::: Given records :::

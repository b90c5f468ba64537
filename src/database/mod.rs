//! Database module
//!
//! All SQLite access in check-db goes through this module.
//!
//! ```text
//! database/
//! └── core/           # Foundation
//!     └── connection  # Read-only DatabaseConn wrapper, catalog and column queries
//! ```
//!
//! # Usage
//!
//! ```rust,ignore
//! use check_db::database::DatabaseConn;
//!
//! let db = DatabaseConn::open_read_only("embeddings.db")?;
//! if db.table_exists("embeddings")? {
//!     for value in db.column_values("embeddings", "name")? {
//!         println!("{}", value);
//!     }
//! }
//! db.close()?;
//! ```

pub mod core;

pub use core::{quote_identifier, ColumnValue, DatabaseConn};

:::
::: Given records :::

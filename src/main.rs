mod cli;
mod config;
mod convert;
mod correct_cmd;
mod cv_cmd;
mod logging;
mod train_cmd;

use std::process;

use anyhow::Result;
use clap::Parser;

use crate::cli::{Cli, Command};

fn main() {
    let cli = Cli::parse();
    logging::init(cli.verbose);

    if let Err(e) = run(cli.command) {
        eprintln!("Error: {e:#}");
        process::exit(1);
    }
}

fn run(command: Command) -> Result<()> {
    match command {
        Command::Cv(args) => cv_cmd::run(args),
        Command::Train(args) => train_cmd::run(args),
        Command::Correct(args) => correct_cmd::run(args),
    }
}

:::

# [Exercise requirements]
Pull out every line holding "logging" from the records above, and copy it.

# [Result of the task]
mod logging;
    logging::init(cli.verbose);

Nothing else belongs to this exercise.